Holding a small rally of pigeons and crows, Senator Bernie Sanders was critical of the U.S. response, saying, “The problem here is that the U.S. is still chained to the idea of this imperialistic 1950’s jingoistic foreign policy. I don’t know where they get their ideas from. Huh, they think the President smashes a shiny red button, pulls and antenna out of his secret serviceman’s shoe and shouts, ‘Get Kerry on the horn,’ like that’ll fix anything? No, I think not [Anderson]. I know the Secretary [Kerry] very well, but I do have my doubts.”
International response to the attacks were far more nuanced and foreign.

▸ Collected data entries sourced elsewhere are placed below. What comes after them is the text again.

//! 订单管道端到端测试
//!
//! 消息源 → 消费者 → 服务 → 仓储 → 缓存 → HTTP 路由，全部使用内存实现，无需外部依赖。

use std::sync::Arc;
use std::time::Duration;

use axum::{
    Router,
    body::Body,
    http::{Method, Request, StatusCode, header},
};
use http_body_util::BodyExt;
use order_service::{
    cache::{InMemoryOrderCache, OrderCache},
    consumer::{IngestionConsumer, ProcessOutcome},
    repository::InMemoryOrderRepository,
    routes::build_router,
    service::OrderService,
    source::InMemorySource,
    state::AppState,
};
use order_shared::{
    config::ConsumerConfig,
    error::OrderError,
    models::Order,
    observability::metrics::RecordingMetrics,
    test_utils::sample_order,
};
use serde_json::Value;
use tokio::sync::watch;
use tower::ServiceExt;

type Service = OrderService<InMemoryOrderRepository, InMemoryOrderCache>;

struct Pipeline {
    source: Arc<InMemorySource>,
    repo: Arc<InMemoryOrderRepository>,
    cache: Arc<InMemoryOrderCache>,
    metrics: Arc<RecordingMetrics>,
    consumer: IngestionConsumer<InMemorySource, Service>,
    app: Router,
}

fn pipeline() -> Pipeline {
    let source = Arc::new(InMemorySource::new("orders"));
    let repo = Arc::new(InMemoryOrderRepository::new());
    let metrics = Arc::new(RecordingMetrics::new());
    let cache = Arc::new(InMemoryOrderCache::new(
        Duration::from_secs(120),
        64,
        metrics.clone(),
    ));
    let service = Arc::new(OrderService::new(repo.clone(), cache.clone(), metrics.clone()));
    let consumer = IngestionConsumer::new(
        source.clone(),
        service.clone(),
        &ConsumerConfig::default(),
        "orders",
        metrics.clone(),
    );
    let app = build_router(AppState::new(service, metrics.clone()));

    Pipeline {
        source,
        repo,
        cache,
        metrics,
        consumer,
        app,
    }
}

fn reference_order() -> Order {
    sample_order("ABCDEFGHIJ", "TRACK12345")
}

async fn send(app: &Router, method: Method, uri: &str) -> (StatusCode, Vec<u8>) {
    let response = app
        .clone()
        .oneshot(
            Request::builder()
                .method(method)
                .uri(uri)
                .body(Body::empty())
                .unwrap(),
        )
        .await
        .unwrap();

    let status = response.status();
    let body = response.into_body().collect().await.unwrap().to_bytes();
    (status, body.to_vec())
}

async fn consume_next(p: &Pipeline) -> ProcessOutcome {
    use order_shared::kafka::MessageSource;

    let msg = p.source.fetch().await.unwrap();
    p.consumer.process_message(&msg).await.outcome
}

#[tokio::test]
async fn test_published_order_is_served_over_http() {
    let p = pipeline();
    let order = reference_order();
    p.source.publish_json(&order.order_uid, &order).unwrap();

    assert_eq!(
        consume_next(&p).await,
        ProcessOutcome::Persisted { attempts: 1 }
    );
    assert_eq!(p.source.committed(), vec![0]);

    let (status, body) = send(&p.app, Method::GET, "/order/ABCDEFGHIJ").await;
    assert_eq!(status, StatusCode::OK);
    let served: Order = serde_json::from_slice(&body).unwrap();
    assert_eq!(served, order);

    // 首次读取回源后写入缓存
    assert_eq!(p.cache.get("ABCDEFGHIJ"), Some(order));
    assert_eq!(p.repo.get_calls(), 1);

    let (status, _) = send(&p.app, Method::GET, "/order/ABCDEFGHIJ").await;
    assert_eq!(status, StatusCode::OK);
    assert_eq!(p.repo.get_calls(), 1);
}

#[tokio::test]
async fn test_nanosecond_timestamp_is_served_at_store_precision() {
    let p = pipeline();
    let mut payload = serde_json::to_value(reference_order()).unwrap();
    payload["date_created"] = serde_json::json!("2024-03-05T10:11:12.123456789Z");
    p.source.publish_json("ABCDEFGHIJ", &payload).unwrap();

    assert_eq!(
        consume_next(&p).await,
        ProcessOutcome::Persisted { attempts: 1 }
    );

    let (_, from_store) = send(&p.app, Method::GET, "/order/ABCDEFGHIJ").await;
    let (_, from_cache) = send(&p.app, Method::GET, "/order/ABCDEFGHIJ").await;
    let from_store: Order = serde_json::from_slice(&from_store).unwrap();
    let from_cache: Order = serde_json::from_slice(&from_cache).unwrap();

    assert_eq!(from_store.date_created.timestamp_subsec_nanos(), 123_456_000);
    assert_eq!(from_store, from_cache);
    assert_eq!(p.repo.get_calls(), 1);
}

#[tokio::test]
async fn test_duplicate_delivery_is_committed_and_data_unchanged() {
    let p = pipeline();
    let order = reference_order();
    p.source.publish_json(&order.order_uid, &order).unwrap();
    p.source.publish_json(&order.order_uid, &order).unwrap();

    assert!(matches!(
        consume_next(&p).await,
        ProcessOutcome::Persisted { .. }
    ));
    assert_eq!(consume_next(&p).await, ProcessOutcome::AlreadyExists);

    assert_eq!(p.source.committed(), vec![0, 1]);
    assert_eq!(p.repo.len(), 1);

    let (status, body) = send(&p.app, Method::GET, "/order/ABCDEFGHIJ").await;
    assert_eq!(status, StatusCode::OK);
    let served: Order = serde_json::from_slice(&body).unwrap();
    assert_eq!(served, order);
}

#[tokio::test]
async fn test_invalid_order_is_skipped_and_never_stored() {
    let p = pipeline();
    let mut order = reference_order();
    order.delivery.email = "not-an-email".to_string();
    p.source.publish_json(&order.order_uid, &order).unwrap();

    assert_eq!(consume_next(&p).await, ProcessOutcome::ValidationFailed);
    assert_eq!(p.source.committed(), vec![0]);
    assert!(p.repo.is_empty());

    let (status, body) = send(&p.app, Method::GET, "/order/ABCDEFGHIJ").await;
    assert_eq!(status, StatusCode::NOT_FOUND);
    let json: Value = serde_json::from_slice(&body).unwrap();
    assert_eq!(json["error"], "Order ABCDEFGHIJ not found");
}

#[tokio::test]
async fn test_create_invalidates_previously_cached_entry() {
    let p = pipeline();
    let order = reference_order();
    let mut stale = order.clone();
    stale.entry = "STALE".to_string();
    p.cache.set(&order.order_uid, stale);

    p.source.publish_json(&order.order_uid, &order).unwrap();
    consume_next(&p).await;

    let (_, body) = send(&p.app, Method::GET, "/order/ABCDEFGHIJ").await;
    let served: Order = serde_json::from_slice(&body).unwrap();
    assert_eq!(served.entry, "WBIL");
}

#[tokio::test]
async fn test_missing_uid_returns_400() {
    let p = pipeline();

    for uri in ["/order", "/order/", "/order/%20%20"] {
        let (status, body) = send(&p.app, Method::GET, uri).await;
        assert_eq!(status, StatusCode::BAD_REQUEST, "uri {uri}");
        let json: Value = serde_json::from_slice(&body).unwrap();
        assert_eq!(json["error"], "order_uid is required");
    }
}

#[tokio::test]
async fn test_store_failure_returns_500_without_details() {
    let p = pipeline();
    p.repo.fail_next_get(OrderError::PartialData {
        order_uid: "ABCDEFGHIJ".to_string(),
        part: "payment",
        reason: "row missing".to_string(),
    });

    let (status, body) = send(&p.app, Method::GET, "/order/ABCDEFGHIJ").await;
    assert_eq!(status, StatusCode::INTERNAL_SERVER_ERROR);
    let json: Value = serde_json::from_slice(&body).unwrap();
    assert_eq!(json["error"], "Internal server error");
}

#[tokio::test]
async fn test_options_returns_cors_headers() {
    let p = pipeline();

    let response = p
        .app
        .clone()
        .oneshot(
            Request::builder()
                .method(Method::OPTIONS)
                .uri("/order/ABCDEFGHIJ")
                .body(Body::empty())
                .unwrap(),
        )
        .await
        .unwrap();

    assert_eq!(response.status(), StatusCode::OK);
    let headers = response.headers();
    assert_eq!(headers[header::ACCESS_CONTROL_ALLOW_ORIGIN], "*");
    assert_eq!(headers[header::ACCESS_CONTROL_ALLOW_METHODS], "GET, OPTIONS");
    assert_eq!(headers[header::ACCESS_CONTROL_ALLOW_HEADERS], "Content-Type");
}

#[tokio::test]
async fn test_http_metrics_use_route_template() {
    let p = pipeline();
    send(&p.app, Method::GET, "/order/UNKNOWN000").await;
    send(&p.app, Method::GET, "/health").await;

    let requests = p.metrics.snapshot().http_requests;
    assert!(requests.contains(&("GET".to_string(), "/order/{order_uid}".to_string(), 404)));
    assert!(requests.contains(&("GET".to_string(), "/health".to_string(), 200)));
}

#[tokio::test(start_paused = true)]
async fn test_run_loop_ingests_until_shutdown() {
    let p = Arc::new(pipeline());
    for i in 0..3 {
        let uid = format!("ORDER0000{i}");
        let track = format!("TRACK0000{i}");
        p.source
            .publish_json(&uid, &sample_order(&uid, &track))
            .unwrap();
    }
    // 一条无法解析的消息夹在中间
    p.source.publish(None, b"garbage".to_vec());

    let (tx, rx) = watch::channel(false);
    let runner = {
        let p = p.clone();
        tokio::spawn(async move { p.consumer.run(rx).await })
    };

    tokio::time::sleep(Duration::from_millis(50)).await;
    tx.send_replace(true);
    runner.await.unwrap();

    assert_eq!(p.source.committed(), vec![0, 1, 2, 3]);
    assert_eq!(p.repo.len(), 3);
    assert_eq!(p.metrics.kafka_count("error", "parse"), 1);
    assert_eq!(p.metrics.snapshot().orders_created, 3);
}

#[tokio::test(start_paused = true)]
async fn test_transient_store_failure_is_retried_then_served() {
    let p = pipeline();
    p.repo
        .fail_next_create(OrderError::Internal("too many connections".to_string()));
    let order = reference_order();
    p.source.publish_json(&order.order_uid, &order).unwrap();

    assert_eq!(
        consume_next(&p).await,
        ProcessOutcome::Persisted { attempts: 2 }
    );
    assert_eq!(p.repo.create_calls(), 2);

    let (status, _) = send(&p.app, Method::GET, "/order/ABCDEFGHIJ").await;
    assert_eq!(status, StatusCode::OK);
}

#[tokio::test]
async fn test_warm_up_serves_from_cache() {
    let p = pipeline();
    let order = reference_order();
    let repo = Arc::new(InMemoryOrderRepository::with_orders([order.clone()]));
    let service = OrderService::new(repo.clone(), p.cache.clone(), p.metrics.clone());

    assert_eq!(service.warm_up_cache().await.unwrap(), 1);
    assert_eq!(p.cache.get("ABCDEFGHIJ"), Some(order));
    assert_eq!(p.metrics.cache_size(), Some(1));
}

While speaking at the funeral of deceased RT reporter, Russian President Vladimir Putin expressed concern to the attacks throughout Europe. “Terrorism knows no borders and threatens people all over the world.”
Prime Minister of Israel Benjamin Netanyahu praised the people of Brussels for their “tremendous resolve,” noting he would increase Palestinian settlements in a statement of solidarity.
Obama is expected to have an announcement regarding the issue later in the week said a White House spokesperson.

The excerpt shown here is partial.